# Source records
···
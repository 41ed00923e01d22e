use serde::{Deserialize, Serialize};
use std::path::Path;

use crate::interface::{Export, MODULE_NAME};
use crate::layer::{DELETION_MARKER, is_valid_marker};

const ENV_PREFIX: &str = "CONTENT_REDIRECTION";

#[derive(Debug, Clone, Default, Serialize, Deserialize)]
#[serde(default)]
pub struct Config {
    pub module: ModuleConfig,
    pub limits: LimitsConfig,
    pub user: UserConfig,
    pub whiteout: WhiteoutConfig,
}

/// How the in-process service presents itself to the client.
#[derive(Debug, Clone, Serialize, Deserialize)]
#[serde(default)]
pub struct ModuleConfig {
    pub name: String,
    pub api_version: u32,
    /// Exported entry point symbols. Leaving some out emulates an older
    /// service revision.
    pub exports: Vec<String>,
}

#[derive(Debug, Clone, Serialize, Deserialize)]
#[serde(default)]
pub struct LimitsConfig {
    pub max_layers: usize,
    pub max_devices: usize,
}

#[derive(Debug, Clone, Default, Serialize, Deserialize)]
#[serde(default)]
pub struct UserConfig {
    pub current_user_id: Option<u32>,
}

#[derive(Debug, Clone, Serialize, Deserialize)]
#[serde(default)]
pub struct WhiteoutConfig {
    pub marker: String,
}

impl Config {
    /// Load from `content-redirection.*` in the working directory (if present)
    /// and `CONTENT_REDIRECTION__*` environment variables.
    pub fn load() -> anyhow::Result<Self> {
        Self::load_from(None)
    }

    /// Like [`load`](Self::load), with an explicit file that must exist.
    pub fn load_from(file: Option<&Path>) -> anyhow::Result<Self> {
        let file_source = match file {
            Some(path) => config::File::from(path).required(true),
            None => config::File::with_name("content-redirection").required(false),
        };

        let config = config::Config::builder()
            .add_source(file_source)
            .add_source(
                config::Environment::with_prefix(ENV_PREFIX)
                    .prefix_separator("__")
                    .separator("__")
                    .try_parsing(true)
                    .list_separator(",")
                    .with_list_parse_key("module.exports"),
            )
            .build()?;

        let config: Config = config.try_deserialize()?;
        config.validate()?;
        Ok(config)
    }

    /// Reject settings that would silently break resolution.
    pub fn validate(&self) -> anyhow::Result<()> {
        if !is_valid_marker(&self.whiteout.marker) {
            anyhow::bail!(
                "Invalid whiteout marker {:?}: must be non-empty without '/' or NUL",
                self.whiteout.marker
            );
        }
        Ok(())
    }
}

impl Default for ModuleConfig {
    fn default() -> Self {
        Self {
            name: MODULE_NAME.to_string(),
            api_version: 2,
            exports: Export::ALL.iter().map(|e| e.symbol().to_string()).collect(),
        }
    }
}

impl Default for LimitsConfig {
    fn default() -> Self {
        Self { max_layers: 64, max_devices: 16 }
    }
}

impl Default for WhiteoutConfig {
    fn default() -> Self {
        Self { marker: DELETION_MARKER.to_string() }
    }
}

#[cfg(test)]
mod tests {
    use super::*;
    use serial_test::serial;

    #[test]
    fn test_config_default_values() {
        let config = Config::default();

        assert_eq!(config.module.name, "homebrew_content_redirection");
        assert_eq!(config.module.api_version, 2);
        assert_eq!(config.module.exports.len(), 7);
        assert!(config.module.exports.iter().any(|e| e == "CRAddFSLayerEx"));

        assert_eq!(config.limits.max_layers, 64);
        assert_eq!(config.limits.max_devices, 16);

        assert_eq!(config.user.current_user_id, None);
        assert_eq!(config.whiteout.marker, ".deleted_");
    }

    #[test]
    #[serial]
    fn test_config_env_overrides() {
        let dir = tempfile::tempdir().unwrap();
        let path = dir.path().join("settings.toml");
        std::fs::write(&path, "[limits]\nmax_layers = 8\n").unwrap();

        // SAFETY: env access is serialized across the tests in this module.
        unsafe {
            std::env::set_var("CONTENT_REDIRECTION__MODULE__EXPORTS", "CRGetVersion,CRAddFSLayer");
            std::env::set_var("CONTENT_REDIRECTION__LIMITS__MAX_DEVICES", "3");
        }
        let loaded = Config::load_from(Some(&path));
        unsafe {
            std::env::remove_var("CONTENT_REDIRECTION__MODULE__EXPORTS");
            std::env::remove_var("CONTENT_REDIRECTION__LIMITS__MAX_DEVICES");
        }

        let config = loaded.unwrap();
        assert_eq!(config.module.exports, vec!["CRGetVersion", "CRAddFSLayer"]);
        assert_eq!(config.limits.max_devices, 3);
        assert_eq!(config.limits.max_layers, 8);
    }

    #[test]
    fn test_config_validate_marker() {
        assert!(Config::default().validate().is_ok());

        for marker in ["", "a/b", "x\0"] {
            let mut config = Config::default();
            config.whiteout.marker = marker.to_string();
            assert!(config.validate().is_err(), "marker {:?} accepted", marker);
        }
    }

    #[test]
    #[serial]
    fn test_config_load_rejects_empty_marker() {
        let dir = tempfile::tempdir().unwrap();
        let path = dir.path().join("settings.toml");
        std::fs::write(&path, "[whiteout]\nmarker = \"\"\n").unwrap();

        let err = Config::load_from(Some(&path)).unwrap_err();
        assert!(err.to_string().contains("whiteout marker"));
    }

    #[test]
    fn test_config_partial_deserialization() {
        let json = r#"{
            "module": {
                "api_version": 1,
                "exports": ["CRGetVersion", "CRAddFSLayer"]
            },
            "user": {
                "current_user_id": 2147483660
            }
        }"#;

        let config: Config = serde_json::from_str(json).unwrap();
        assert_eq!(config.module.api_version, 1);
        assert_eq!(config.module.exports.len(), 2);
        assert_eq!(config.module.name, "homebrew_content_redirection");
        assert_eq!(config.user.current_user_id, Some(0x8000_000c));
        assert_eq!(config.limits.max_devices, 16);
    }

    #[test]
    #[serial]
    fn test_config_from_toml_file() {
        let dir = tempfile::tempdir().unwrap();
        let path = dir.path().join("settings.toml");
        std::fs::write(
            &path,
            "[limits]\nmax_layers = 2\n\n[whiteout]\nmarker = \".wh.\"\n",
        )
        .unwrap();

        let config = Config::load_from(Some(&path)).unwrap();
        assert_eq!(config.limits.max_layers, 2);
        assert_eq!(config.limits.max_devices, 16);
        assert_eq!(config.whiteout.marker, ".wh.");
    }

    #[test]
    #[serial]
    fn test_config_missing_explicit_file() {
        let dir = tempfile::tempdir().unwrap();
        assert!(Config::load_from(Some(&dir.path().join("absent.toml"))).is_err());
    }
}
···
From first line to last, transcribe the material exactly.

# Exercise output
repository 41ed00923e01d22e
use serde::{Deserialize, Serialize};
use std::path::Path;

use crate::interface::{Export, MODULE_NAME};
use crate::layer::{DELETION_MARKER, is_valid_marker};

const ENV_PREFIX: &str = "CONTENT_REDIRECTION";

#[derive(Debug, Clone, Default, Serialize, Deserialize)]
#[serde(default)]
pub struct Config {
    pub module: ModuleConfig,
    pub limits: LimitsConfig,
    pub user: UserConfig,
    pub whiteout: WhiteoutConfig,
}

/// How the in-process service presents itself to the client.
#[derive(Debug, Clone, Serialize, Deserialize)]
#[serde(default)]
pub struct ModuleConfig {
    pub name: String,
    pub api_version: u32,
    /// Exported entry point symbols. Leaving some out emulates an older
    /// service revision.
    pub exports: Vec<String>,
}

#[derive(Debug, Clone, Serialize, Deserialize)]
#[serde(default)]
pub struct LimitsConfig {
    pub max_layers: usize,
    pub max_devices: usize,
}

#[derive(Debug, Clone, Default, Serialize, Deserialize)]
#[serde(default)]
pub struct UserConfig {
    pub current_user_id: Option<u32>,
}

#[derive(Debug, Clone, Serialize, Deserialize)]
#[serde(default)]
pub struct WhiteoutConfig {
    pub marker: String,
}

impl Config {
    /// Load from `content-redirection.*` in the working directory (if present)
    /// and `CONTENT_REDIRECTION__*` environment variables.
    pub fn load() -> anyhow::Result<Self> {
        Self::load_from(None)
    }

    /// Like [`load`](Self::load), with an explicit file that must exist.
    pub fn load_from(file: Option<&Path>) -> anyhow::Result<Self> {
        let file_source = match file {
            Some(path) => config::File::from(path).required(true),
            None => config::File::with_name("content-redirection").required(false),
        };

        let config = config::Config::builder()
            .add_source(file_source)
            .add_source(
                config::Environment::with_prefix(ENV_PREFIX)
                    .prefix_separator("__")
                    .separator("__")
                    .try_parsing(true)
                    .list_separator(",")
                    .with_list_parse_key("module.exports"),
            )
            .build()?;

        let config: Config = config.try_deserialize()?;
        config.validate()?;
        Ok(config)
    }

    /// Reject settings that would silently break resolution.
    pub fn validate(&self) -> anyhow::Result<()> {
        if !is_valid_marker(&self.whiteout.marker) {
            anyhow::bail!(
                "Invalid whiteout marker {:?}: must be non-empty without '/' or NUL",
                self.whiteout.marker
            );
        }
        Ok(())
    }
}

impl Default for ModuleConfig {
    fn default() -> Self {
        Self {
            name: MODULE_NAME.to_string(),
            api_version: 2,
            exports: Export::ALL.iter().map(|e| e.symbol().to_string()).collect(),
        }
    }
}

impl Default for LimitsConfig {
    fn default() -> Self {
        Self { max_layers: 64, max_devices: 16 }
    }
}

impl Default for WhiteoutConfig {
    fn default() -> Self {
        Self { marker: DELETION_MARKER.to_string() }
    }
}

#[cfg(test)]
mod tests {
    use super::*;
    use serial_test::serial;

    #[test]
    fn test_config_default_values() {
        let config = Config::default();

        assert_eq!(config.module.name, "homebrew_content_redirection");
        assert_eq!(config.module.api_version, 2);
        assert_eq!(config.module.exports.len(), 7);
        assert!(config.module.exports.iter().any(|e| e == "CRAddFSLayerEx"));

        assert_eq!(config.limits.max_layers, 64);
        assert_eq!(config.limits.max_devices, 16);

        assert_eq!(config.user.current_user_id, None);
        assert_eq!(config.whiteout.marker, ".deleted_");
    }

    #[test]
    #[serial]
    fn test_config_env_overrides() {
        let dir = tempfile::tempdir().unwrap();
        let path = dir.path().join("settings.toml");
        std::fs::write(&path, "[limits]\nmax_layers = 8\n").unwrap();

        // SAFETY: env access is serialized across the tests in this module.
        unsafe {
            std::env::set_var("CONTENT_REDIRECTION__MODULE__EXPORTS", "CRGetVersion,CRAddFSLayer");
            std::env::set_var("CONTENT_REDIRECTION__LIMITS__MAX_DEVICES", "3");
        }
        let loaded = Config::load_from(Some(&path));
        unsafe {
            std::env::remove_var("CONTENT_REDIRECTION__MODULE__EXPORTS");
            std::env::remove_var("CONTENT_REDIRECTION__LIMITS__MAX_DEVICES");
        }

        let config = loaded.unwrap();
        assert_eq!(config.module.exports, vec!["CRGetVersion", "CRAddFSLayer"]);
        assert_eq!(config.limits.max_devices, 3);
        assert_eq!(config.limits.max_layers, 8);
    }

    #[test]
    fn test_config_validate_marker() {
        assert!(Config::default().validate().is_ok());

        for marker in ["", "a/b", "x\0"] {
            let mut config = Config::default();
            config.whiteout.marker = marker.to_string();
            assert!(config.validate().is_err(), "marker {:?} accepted", marker);
        }
    }

    #[test]
    #[serial]
    fn test_config_load_rejects_empty_marker() {
        let dir = tempfile::tempdir().unwrap();
        let path = dir.path().join("settings.toml");
        std::fs::write(&path, "[whiteout]\nmarker = \"\"\n").unwrap();

        let err = Config::load_from(Some(&path)).unwrap_err();
        assert!(err.to_string().contains("whiteout marker"));
    }

    #[test]
    fn test_config_partial_deserialization() {
        let json = r#"{
            "module": {
                "api_version": 1,
                "exports": ["CRGetVersion", "CRAddFSLayer"]
            },
            "user": {
                "current_user_id": 2147483660
            }
        }"#;

        let config: Config = serde_json::from_str(json).unwrap();
        assert_eq!(config.module.api_version, 1);
        assert_eq!(config.module.exports.len(), 2);
        assert_eq!(config.module.name, "homebrew_content_redirection");
        assert_eq!(config.user.current_user_id, Some(0x8000_000c));
        assert_eq!(config.limits.max_devices, 16);
    }

    #[test]
    #[serial]
    fn test_config_from_toml_file() {
        let dir = tempfile::tempdir().unwrap();
        let path = dir.path().join("settings.toml");
        std::fs::write(
            &path,
            "[limits]\nmax_layers = 2\n\n[whiteout]\nmarker = \".wh.\"\n",
        )
        .unwrap();

        let config = Config::load_from(Some(&path)).unwrap();
        assert_eq!(config.limits.max_layers, 2);
        assert_eq!(config.limits.max_devices, 16);
        assert_eq!(config.whiteout.marker, ".wh.");
    }

    #[test]
    #[serial]
    fn test_config_missing_explicit_file() {
        let dir = tempfile::tempdir().unwrap();
        assert!(Config::load_from(Some(&dir.path().join("absent.toml"))).is_err());
    }
}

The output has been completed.